- **What you will do**
From the entries below, return exactly the lines beginning at the one that contains "new CreateBatch command." and ending at the one that contains "new Allocate command.", both of them included, and only those lines.

[Stored data]
────────────────
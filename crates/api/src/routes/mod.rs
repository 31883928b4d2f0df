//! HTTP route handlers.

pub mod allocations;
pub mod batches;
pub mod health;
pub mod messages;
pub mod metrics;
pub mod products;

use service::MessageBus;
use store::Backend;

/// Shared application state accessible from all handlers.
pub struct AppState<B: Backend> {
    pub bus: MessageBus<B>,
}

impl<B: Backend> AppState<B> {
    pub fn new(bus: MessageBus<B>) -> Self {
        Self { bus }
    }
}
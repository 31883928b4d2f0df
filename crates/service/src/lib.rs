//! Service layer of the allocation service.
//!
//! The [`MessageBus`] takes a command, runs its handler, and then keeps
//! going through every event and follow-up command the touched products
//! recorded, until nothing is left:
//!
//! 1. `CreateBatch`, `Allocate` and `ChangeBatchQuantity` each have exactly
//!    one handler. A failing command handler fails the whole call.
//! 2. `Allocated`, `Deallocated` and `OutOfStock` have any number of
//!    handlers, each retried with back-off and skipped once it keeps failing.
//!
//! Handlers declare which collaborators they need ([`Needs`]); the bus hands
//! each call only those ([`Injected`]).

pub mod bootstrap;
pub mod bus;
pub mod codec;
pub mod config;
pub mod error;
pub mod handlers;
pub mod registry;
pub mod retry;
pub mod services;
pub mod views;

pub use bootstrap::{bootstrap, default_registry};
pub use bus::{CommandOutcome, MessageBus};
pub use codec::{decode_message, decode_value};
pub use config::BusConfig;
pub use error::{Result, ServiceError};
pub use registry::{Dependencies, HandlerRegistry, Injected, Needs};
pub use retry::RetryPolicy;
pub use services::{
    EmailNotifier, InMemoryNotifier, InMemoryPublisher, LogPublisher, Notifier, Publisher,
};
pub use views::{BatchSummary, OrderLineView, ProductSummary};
────────────────
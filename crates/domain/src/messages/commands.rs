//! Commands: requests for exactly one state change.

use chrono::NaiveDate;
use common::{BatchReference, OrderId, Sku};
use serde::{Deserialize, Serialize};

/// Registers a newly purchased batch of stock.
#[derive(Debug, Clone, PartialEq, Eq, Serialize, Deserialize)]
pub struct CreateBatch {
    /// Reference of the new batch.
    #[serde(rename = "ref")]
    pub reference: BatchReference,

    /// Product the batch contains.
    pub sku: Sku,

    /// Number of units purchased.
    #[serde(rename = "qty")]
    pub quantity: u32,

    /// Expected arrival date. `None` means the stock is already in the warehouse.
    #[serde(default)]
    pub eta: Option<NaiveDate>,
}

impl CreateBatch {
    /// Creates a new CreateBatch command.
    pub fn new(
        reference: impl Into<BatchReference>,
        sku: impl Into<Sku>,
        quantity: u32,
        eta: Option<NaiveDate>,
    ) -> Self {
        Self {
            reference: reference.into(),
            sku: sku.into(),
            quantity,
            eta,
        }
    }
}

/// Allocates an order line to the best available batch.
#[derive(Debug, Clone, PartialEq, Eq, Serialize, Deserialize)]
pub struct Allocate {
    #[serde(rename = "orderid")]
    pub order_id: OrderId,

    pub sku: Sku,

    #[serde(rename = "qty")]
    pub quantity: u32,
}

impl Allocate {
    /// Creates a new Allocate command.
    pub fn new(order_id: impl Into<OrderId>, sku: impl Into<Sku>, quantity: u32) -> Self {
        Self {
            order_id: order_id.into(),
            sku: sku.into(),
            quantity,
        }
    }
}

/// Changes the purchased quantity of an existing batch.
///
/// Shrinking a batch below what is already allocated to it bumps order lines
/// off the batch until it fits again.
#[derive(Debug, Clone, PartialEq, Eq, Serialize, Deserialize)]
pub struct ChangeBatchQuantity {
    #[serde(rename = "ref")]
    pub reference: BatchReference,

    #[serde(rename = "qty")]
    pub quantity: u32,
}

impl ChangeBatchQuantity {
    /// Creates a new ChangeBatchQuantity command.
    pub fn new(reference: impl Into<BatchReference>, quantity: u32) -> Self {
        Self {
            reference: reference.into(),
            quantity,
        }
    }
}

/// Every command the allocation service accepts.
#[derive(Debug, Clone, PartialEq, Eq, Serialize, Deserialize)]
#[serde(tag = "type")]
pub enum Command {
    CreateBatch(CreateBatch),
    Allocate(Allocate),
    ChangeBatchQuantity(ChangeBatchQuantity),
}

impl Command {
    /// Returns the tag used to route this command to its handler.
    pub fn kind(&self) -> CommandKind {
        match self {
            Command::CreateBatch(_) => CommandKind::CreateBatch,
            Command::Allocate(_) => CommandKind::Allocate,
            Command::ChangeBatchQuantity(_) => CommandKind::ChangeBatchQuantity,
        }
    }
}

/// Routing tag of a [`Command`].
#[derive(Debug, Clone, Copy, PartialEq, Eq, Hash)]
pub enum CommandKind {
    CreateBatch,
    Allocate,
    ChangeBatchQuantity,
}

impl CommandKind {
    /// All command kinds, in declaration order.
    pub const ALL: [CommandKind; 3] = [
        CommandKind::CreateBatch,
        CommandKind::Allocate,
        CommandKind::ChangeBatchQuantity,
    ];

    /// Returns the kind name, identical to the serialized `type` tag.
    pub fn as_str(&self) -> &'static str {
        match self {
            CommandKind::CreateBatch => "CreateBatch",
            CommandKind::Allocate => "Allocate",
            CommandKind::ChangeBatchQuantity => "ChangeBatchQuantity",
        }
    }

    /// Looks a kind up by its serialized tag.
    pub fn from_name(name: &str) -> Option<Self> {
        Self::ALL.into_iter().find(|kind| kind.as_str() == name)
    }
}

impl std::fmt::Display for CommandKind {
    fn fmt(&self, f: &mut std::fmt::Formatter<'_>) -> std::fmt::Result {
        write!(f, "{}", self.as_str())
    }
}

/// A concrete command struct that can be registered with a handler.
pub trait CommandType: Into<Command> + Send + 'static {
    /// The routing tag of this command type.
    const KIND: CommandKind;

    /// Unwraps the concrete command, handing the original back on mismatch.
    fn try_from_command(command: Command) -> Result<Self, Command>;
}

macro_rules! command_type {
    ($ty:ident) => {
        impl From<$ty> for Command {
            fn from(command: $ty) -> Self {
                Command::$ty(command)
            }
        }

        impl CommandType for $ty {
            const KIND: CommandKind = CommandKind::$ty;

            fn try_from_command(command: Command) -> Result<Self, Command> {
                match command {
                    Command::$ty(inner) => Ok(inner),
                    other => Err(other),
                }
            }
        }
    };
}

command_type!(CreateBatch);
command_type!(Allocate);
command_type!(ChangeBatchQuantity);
────────────────
- **Answer section**
    /// Creates a new CreateBatch command.
    pub fn new(
        reference: impl Into<BatchReference>,
        sku: impl Into<Sku>,
        quantity: u32,
        eta: Option<NaiveDate>,
    ) -> Self {
        Self {
            reference: reference.into(),
            sku: sku.into(),
            quantity,
            eta,
        }
    }
}

/// Allocates an order line to the best available batch.
#[derive(Debug, Clone, PartialEq, Eq, Serialize, Deserialize)]
pub struct Allocate {
    #[serde(rename = "orderid")]
    pub order_id: OrderId,

    pub sku: Sku,

    #[serde(rename = "qty")]
    pub quantity: u32,
}

impl Allocate {
    /// Creates a new Allocate command.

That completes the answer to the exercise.